Wir müssen aber auch fair sein und sagen, dass die Belastungen einer Kommune, die durch Dritte aufgegeben werden, letztendlich auch dann von Dritten mitgetragen werden müssen. Hier weise ich auf die Sozialgesetzgebung hin. Es kann nicht sein, dass für diejenigen, die soziale Transferleistungen des Staates beziehen, die Kommune oder die Gebietskörperschaft alleine die Aufwendungen zu tragen hat, sondern es ist eigentlich eine gesellschaftliche Aufgabe. Damit darf man den Kommunen vor Ort eigentlich nicht alleine die Verantwortung aufbürden, sondern hier müssen wir eine gesamtstaatliche Lösung finden. Nur das wird der Schlüssel zur Lösung dieser finanziellen Probleme in vielen Bereichen sein.

(Beifall von der CDU)

Des Weiteren sollten wir uns zukünftig die Belastungen durch Kreisumlagen genauer anschauen. Hier sollten wir prüfen, wie wir die Umlageentwicklung besser kontrollieren können, dass hier nicht einfach, wenn der umlageberechtigten Instanz die Mittel fehlen, die Umlage erhöht wird. Wer gleichzeitig vor Ort Aufsicht ist, kann nicht sagen „Bitte Ausgaben einschränken“, aber gleichzeitig für Ausgaben sorgen. Auch hier werden wir Instrumente finden müssen, die diese Automatik aussetzen und andere Lösungen ermöglichen.

Herr Kollege, es gibt eine Zwischenfrage von Herrn Jäger von der SPD-Fraktion.

Herr Jäger, gerne.

Bitte.

Herr Kollege, in aller Offenheit: Großen Respekt vor Ihrer Haltung, die ich teile! Es ist selten, dass ein Mitglied der CDU-Fraktion in solcher Offenheit und mit solcher Schärfe das eigentliche Problem darstellt.

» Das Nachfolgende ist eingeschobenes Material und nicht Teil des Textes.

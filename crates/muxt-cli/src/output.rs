//! Terminal output for the muxt commands.
//!
//! Two kinds of text leave muxt. *Reports* — route tables, cross-reference
//! listings, template source — are the command's product: they go to stdout
//! verbatim, uncolored and never muted, so `muxt routes | grep POST` works.
//! *Status lines* — progress, success, failure summaries — are for humans:
//! they carry a rustc-style prefix (`ok:`, `error:`, `warning:`), take
//! color when stdout is a terminal, and `--quiet` mutes all but failures.

use std::io::{self, IsTerminal};

use console::Term;
use owo_colors::OwoColorize;

use crate::cli::GlobalArgs;

/// The prefix a status line carries.
#[derive(Debug, Clone, Copy, PartialEq, Eq)]
enum Tone {
    Success,
    Warning,
    Failure,
}

impl Tone {
    fn prefix(self) -> &'static str {
        match self {
            Tone::Success => "ok:",
            Tone::Warning => "warning:",
            Tone::Failure => "error:",
        }
    }
}

/// Routes every command's text to the terminal, honoring `--quiet` and
/// `--no-color`.
pub struct OutputManager {
    quiet: bool,
    color: bool,
    term: Term,
}

impl OutputManager {
    pub fn new(args: &GlobalArgs) -> Self {
        Self {
            quiet: args.quiet,
            // NO_COLOR, the flag, or a pipe each turn color off.
            color: !args.no_color && io::stdout().is_terminal(),
            term: Term::stdout(),
        }
    }

    /// Command output proper. Never muted, never decorated.
    pub fn report(&self, line: &str) -> io::Result<()> {
        self.term.write_line(line)
    }

    /// An undecorated progress line, muted by `--quiet`.
    pub fn print(&self, line: &str) -> io::Result<()> {
        if self.quiet {
            return Ok(());
        }
        self.term.write_line(line)
    }

    /// A section header, for runs spanning several templates variables.
    pub fn header(&self, text: &str) -> io::Result<()> {
        if self.quiet {
            return Ok(());
        }
        let line = if self.color {
            text.bold().to_string()
        } else {
            text.to_string()
        };
        self.term.write_line(&line)
    }

    pub fn success(&self, msg: &str) -> io::Result<()> {
        if self.quiet {
            return Ok(());
        }
        self.status(Tone::Success, msg)
    }

    pub fn warning(&self, msg: &str) -> io::Result<()> {
        if self.quiet {
            return Ok(());
        }
        self.status(Tone::Warning, msg)
    }

    /// Failure summary. Deliberately immune to `--quiet`: a muted run must
    /// still say why it exited 1.
    pub fn error(&self, msg: &str) -> io::Result<()> {
        self.status(Tone::Failure, msg)
    }

    fn status(&self, tone: Tone, msg: &str) -> io::Result<()> {
        self.term.write_line(&status_line(self.color, tone, msg))
    }
}

fn status_line(color: bool, tone: Tone, msg: &str) -> String {
    if !color {
        return format!("{} {msg}", tone.prefix());
    }
    let prefix = match tone {
        Tone::Success => tone.prefix().green().bold().to_string(),
        Tone::Warning => tone.prefix().yellow().bold().to_string(),
        Tone::Failure => tone.prefix().red().bold().to_string(),
    };
    format!("{prefix} {msg}")
}

// ── tests ─────────────────────────────────────────────────────────────────────

#[cfg(test)]
mod tests {
    use super::*;

    fn manager(quiet: bool) -> OutputManager {
        OutputManager::new(&GlobalArgs {
            chdir: None,
            verbose: 0,
            quiet,
            no_color: true,
        })
    }

    #[test]
    fn plain_status_lines_use_rustc_style_prefixes() {
        assert_eq!(status_line(false, Tone::Success, "wrote 2 files"), "ok: wrote 2 files");
        assert_eq!(status_line(false, Tone::Warning, "1 unused"), "warning: 1 unused");
        assert_eq!(status_line(false, Tone::Failure, "3 problems"), "error: 3 problems");
    }

    #[test]
    fn colored_status_keeps_the_message_bare() {
        // Only the prefix is styled; the message must survive a dumb grep.
        let line = status_line(true, Tone::Failure, "3 problems");
        assert!(line.ends_with(" 3 problems"));
        assert!(line.contains("error:"));
    }

    #[test]
    fn quiet_mutes_progress_but_not_failures() {
        let out = manager(true);
        // These short-circuit before touching the terminal.
        assert!(out.print("working…").is_ok());
        assert!(out.success("done").is_ok());
        assert!(out.warning("meh").is_ok());
        // error() always attempts the write.
        assert!(out.error("broken").is_ok());
    }

    #[test]
    fn reports_ignore_quiet_entirely() {
        let out = manager(true);
        assert!(out.report("GET /user/{id}").is_ok());
    }
}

Meine Frage: Wenn dass in dieser günstigen konjunkturellen Lage – hohe Steuereinnahmen, niedrige Zinsen, niedrige Arbeitslosigkeit, hohe Verbundmasse – 105 Kommunen nicht mehr in der Lage sind, den Haushaltsausgleich trotz aller Sparbemühungen absehbar herbeizuführen, reicht es nach unserer Auffassung nicht aus, ein bisschen die Kreisumlage anzufassen. Sind da nicht grundlegendere Reformen in der kommunalen Finanzausstattung erforderlich?